EXERCISE —
Within the records below is a range that opens at the line with "let json = serde_json::to_string_pretty(self)?;" and closes at the line with "measured against the". Return that range word for word, both ends included, and only that range.

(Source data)
use crate::{round2, Market};
use serde::{Deserialize, Serialize};

/// The mediator's two thresholds
///
/// `seller` (pS) is the running average seller valuation: the mediator buys
/// from any seller at or below it. `buyer` (pB) is the running average buyer
/// valuation: the mediator sells to any buyer at or above it.
#[derive(Debug, Clone, Copy, PartialEq, Serialize, Deserialize)]
pub struct PriceEstimate {
    pub seller: f64,
    pub buyer: f64,
}

impl PriceEstimate {
    pub fn new(seller: f64, buyer: f64) -> Self {
        PriceEstimate { seller, buyer }
    }

    /// Neutral prior used when nothing has been observed
    pub fn neutral(max_value: f64) -> Self {
        let mid = max_value / 2.0;
        PriceEstimate::new(mid, mid)
    }
}

/// Average seller and buyer valuations of a market, rounded to 2 decimals
///
/// An empty market yields `max_value / 2` for both sides.
pub fn average_valuations(market: &Market, max_value: f64) -> PriceEstimate {
    if market.is_empty() {
        let neutral = PriceEstimate::neutral(max_value);
        return PriceEstimate::new(round2(neutral.seller), round2(neutral.buyer));
    }

    let n = market.len() as f64;
    let (seller_sum, buyer_sum) = market
        .pairs()
        .fold((0.0, 0.0), |(s, b), (seller, buyer)| {
            (s + seller.valuation, b + buyer.valuation)
        });

    PriceEstimate::new(round2(seller_sum / n), round2(buyer_sum / n))
}

/// Fold one more observation into a mean built from `count` observations
///
/// The result is rounded on every call; repeated updates carry that rounding
/// forward instead of tracking the exact mean.
pub fn update_price(average: f64, new_value: f64, count: usize) -> f64 {
    let count = count as f64;
    round2((average * count + new_value) / (count + 1.0))
}
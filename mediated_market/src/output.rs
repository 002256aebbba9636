//! Export of sweep results for external plotting
//!
//! `success_rates.csv` holds one row per sampling probability; `summary.json`
//! adds the configuration and run metadata needed to reproduce it.

use crate::analysis::StepSummary;
use crate::config::SweepParams;
use crate::error::Result;
use serde::{Deserialize, Serialize};
use std::fs;
use std::path::Path;

/// Top-level container for sweep output
#[derive(Debug, Clone, Serialize, Deserialize)]
pub struct SweepOutput {
    pub metadata: SweepMetadata,
    pub steps: Vec<StepSummary>,
}

/// Metadata for reproducibility
#[derive(Debug, Clone, Serialize, Deserialize)]
pub struct SweepMetadata {
    pub params: SweepParams,
    pub timestamp: String,
    pub elapsed_seconds: f64,
}

/// CSV row; column names are the plotting contract
#[derive(Debug, Serialize)]
struct SuccessRateRow {
    probability: f64,
    mean_best: f64,
    mean_realized: f64,
    mean_with_returned_stock: f64,
    std_realized: f64,
    std_with_returned_stock: f64,
    realized_success_rate: f64,
    returned_success_rate: f64,
    completed_trials: usize,
}

impl From<&StepSummary> for SuccessRateRow {
    fn from(step: &StepSummary) -> Self {
        SuccessRateRow {
            probability: step.probability,
            mean_best: step.mean_best,
            mean_realized: step.mean_realized,
            mean_with_returned_stock: step.mean_with_returned_stock,
            std_realized: step.std_realized,
            std_with_returned_stock: step.std_with_returned_stock,
            realized_success_rate: step.realized_success_rate,
            returned_success_rate: step.returned_success_rate,
            completed_trials: step.completed_trials,
        }
    }
}

impl SweepOutput {
    pub fn new(params: SweepParams, steps: Vec<StepSummary>, elapsed_seconds: f64) -> Self {
        SweepOutput {
            metadata: SweepMetadata {
                params,
                timestamp: chrono::Utc::now().to_rfc3339(),
                elapsed_seconds,
            },
            steps,
        }
    }

    pub fn write_csv<P: AsRef<Path>>(&self, path: P) -> Result<()> {
        let mut wtr = csv::Writer::from_path(path)?;
        for step in &self.steps {
            wtr.serialize(SuccessRateRow::from(step))?;
        }
        wtr.flush()?;
        Ok(())
    }

    pub fn write_json<P: AsRef<Path>>(&self, path: P) -> Result<()> {
        let json = serde_json::to_string_pretty(self)?;
        fs::write(path, json)?;
        Ok(())
    }

    /// Write the requested files into `dir`, creating it if needed
    pub fn write_all<P: AsRef<Path>>(&self, dir: P, csv: bool, json: bool) -> Result<()> {
        let dir = dir.as_ref();
        fs::create_dir_all(dir)?;

        if csv {
            self.write_csv(dir.join("success_rates.csv"))?;
        }
        if json {
            self.write_json(dir.join("summary.json"))?;
        }

        Ok(())
    }
}
//! Sampling-based mediated market clearing
//!
//! A mediator faces N seller/buyer pairs arriving one at a time. It first
//! observes a random sample of the population to estimate thresholds, then
//! buys from sellers valuing the product at or below the running seller
//! average and resells to buyers valuing it at or above the running buyer
//! average. The quality of this one-pass heuristic is measured against the
//! offline optimum (the N highest valuations end up holding a unit).
//!
//! Pipeline:
//! - `generator`: fresh market with uniform valuations
//! - `sampler`: Bernoulli partition into sample and ready markets
//! - `pricing`: initial thresholds and the running-mean update
//! - `mediator`: single-pass clearing with unsold stock tracking
//! - `social_value`: offline optimum, realized value, value with stock returned
//! - `experiment` / `analysis`: trials swept over the sampling probability

use std::slice;

pub mod analysis;
pub mod config;
pub mod error;
pub mod experiment;
pub mod generator;
pub mod mediator;
pub mod output;
pub mod pricing;
pub mod report;
pub mod sampler;
pub mod social_value;
pub mod valuation;

pub use error::{ExperimentError, MarketError};
pub use mediator::{Clearing, Mediator};
pub use pricing::PriceEstimate;
pub use valuation::{ScriptedSource, SeededSource, ValuationSource};

/// Round to 2 decimal places
///
/// Every valuation, threshold and social value passes through this at the
/// point it is computed, so rounding error accumulates step by step.
pub fn round2(value: f64) -> f64 {
    round_to(value, 2)
}

/// Round to an arbitrary number of decimal places
///
/// Rounds the exact binary value of `value`, with exact ties going to the even
/// digit. Scaling by a power of ten first would round twice.
pub fn round_to(value: f64, decimals: usize) -> f64 {
    format!("{:.*}", decimals, value).parse().unwrap_or(value)
}

/// A seller or a buyer
///
/// `holds_product` is the end-of-round ownership flag. Sellers start holding a
/// unit and lose it when the mediator buys it; buyers start empty-handed and
/// gain one when the mediator sells to them.
#[derive(Debug, Clone, Copy, PartialEq)]
pub struct Participant {
    pub valuation: f64,
    pub holds_product: bool,
}

impl Participant {
    pub fn seller(valuation: f64) -> Self {
        Participant {
            valuation,
            holds_product: true,
        }
    }

    pub fn buyer(valuation: f64) -> Self {
        Participant {
            valuation,
            holds_product: false,
        }
    }

    /// Same valuation, new ownership flag
    pub fn with_product(self, holds_product: bool) -> Self {
        Participant {
            valuation: self.valuation,
            holds_product,
        }
    }
}

/// Sellers and buyers paired by arrival order
///
/// Seller i and buyer i arrive together but are otherwise unrelated. The two
/// sequences always have equal length; `Market::new` is the only public way in
/// and it rejects anything else.
#[derive(Debug, Clone, PartialEq, Default)]
pub struct Market {
    sellers: Vec<Participant>,
    buyers: Vec<Participant>,
}

impl Market {
    pub fn new(sellers: Vec<Participant>, buyers: Vec<Participant>) -> Result<Self, MarketError> {
        if sellers.len() != buyers.len() {
            return Err(MarketError::LengthMismatch {
                sellers: sellers.len(),
                buyers: buyers.len(),
            });
        }
        if let Some(bad) = sellers
            .iter()
            .chain(buyers.iter())
            .find(|p| !p.valuation.is_finite() || p.valuation < 0.0)
        {
            return Err(MarketError::InvalidValuation(bad.valuation));
        }
        Ok(Market { sellers, buyers })
    }

    pub fn empty() -> Self {
        Market::default()
    }

    /// Internal constructor for callers that build both sides in lockstep
    pub(crate) fn from_pairs(sellers: Vec<Participant>, buyers: Vec<Participant>) -> Self {
        debug_assert_eq!(sellers.len(), buyers.len());
        Market { sellers, buyers }
    }

    /// Number of seller/buyer pairs
    pub fn len(&self) -> usize {
        self.sellers.len()
    }

    pub fn is_empty(&self) -> bool {
        self.sellers.is_empty()
    }

    pub fn sellers(&self) -> &[Participant] {
        &self.sellers
    }

    pub fn buyers(&self) -> &[Participant] {
        &self.buyers
    }

    /// Iterate `(seller, buyer)` in arrival order
    pub fn pairs(&self) -> impl Iterator<Item = (&Participant, &Participant)> {
        self.sellers.iter().zip(self.buyers.iter())
    }

    /// All 2N participants, sellers first
    pub fn participants(&self) -> impl Iterator<Item = &Participant> {
        self.sellers.iter().chain(self.buyers.iter())
    }
}

/// A unit the mediator bought and has not resold
#[derive(Debug, Clone, Copy, PartialEq)]
pub struct StockEntry {
    /// Position of the originating seller in the market that was cleared
    pub seller_index: usize,
    /// The seller's valuation, which is what the mediator paid
    pub price: f64,
}

/// Mediator inventory in purchase order
#[derive(Debug, Clone, PartialEq, Default)]
pub struct Stock {
    entries: Vec<StockEntry>,
}

impl Stock {
    pub fn new() -> Self {
        Stock::default()
    }

    pub fn push(&mut self, entry: StockEntry) {
        self.entries.push(entry);
    }

    pub fn len(&self) -> usize {
        self.entries.len()
    }

    pub fn is_empty(&self) -> bool {
        self.entries.is_empty()
    }

    pub fn iter(&self) -> slice::Iter<'_, StockEntry> {
        self.entries.iter()
    }

    pub fn entries(&self) -> &[StockEntry] {
        &self.entries
    }

    /// The cheapest unit, ties going to the last one scanned
    pub fn min_product(&self) -> Option<&StockEntry> {
        mediator::min_product_position(&self.entries).map(|i| &self.entries[i])
    }

    /// Remove and return the unit `min_product` would select
    pub fn take_min_product(&mut self) -> Option<StockEntry> {
        mediator::min_product_position(&self.entries).map(|i| self.entries.remove(i))
    }

    /// Sum of purchase prices of everything still held
    pub fn total_value(&self) -> f64 {
        self.entries.iter().map(|e| e.price).sum()
    }
}

impl From<Vec<StockEntry>> for Stock {
    fn from(entries: Vec<StockEntry>) -> Self {
        Stock { entries }
    }
}

impl<'a> IntoIterator for &'a Stock {
    type Item = &'a StockEntry;
    type IntoIter = slice::Iter<'a, StockEntry>;

    fn into_iter(self) -> Self::IntoIter {
        self.entries.iter()
    }
}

TASK RESPONSE —
        let json = serde_json::to_string_pretty(self)?;
        fs::write(path, json)?;
        Ok(())
    }

    /// Write the requested files into `dir`, creating it if needed
    pub fn write_all<P: AsRef<Path>>(&self, dir: P, csv: bool, json: bool) -> Result<()> {
        let dir = dir.as_ref();
        fs::create_dir_all(dir)?;

        if csv {
            self.write_csv(dir.join("success_rates.csv"))?;
        }
        if json {
            self.write_json(dir.join("summary.json"))?;
        }

        Ok(())
    }
}
//! Sampling-based mediated market clearing
//!
//! A mediator faces N seller/buyer pairs arriving one at a time. It first
//! observes a random sample of the population to estimate thresholds, then
//! buys from sellers valuing the product at or below the running seller
//! average and resells to buyers valuing it at or above the running buyer
//! average. The quality of this one-pass heuristic is measured against the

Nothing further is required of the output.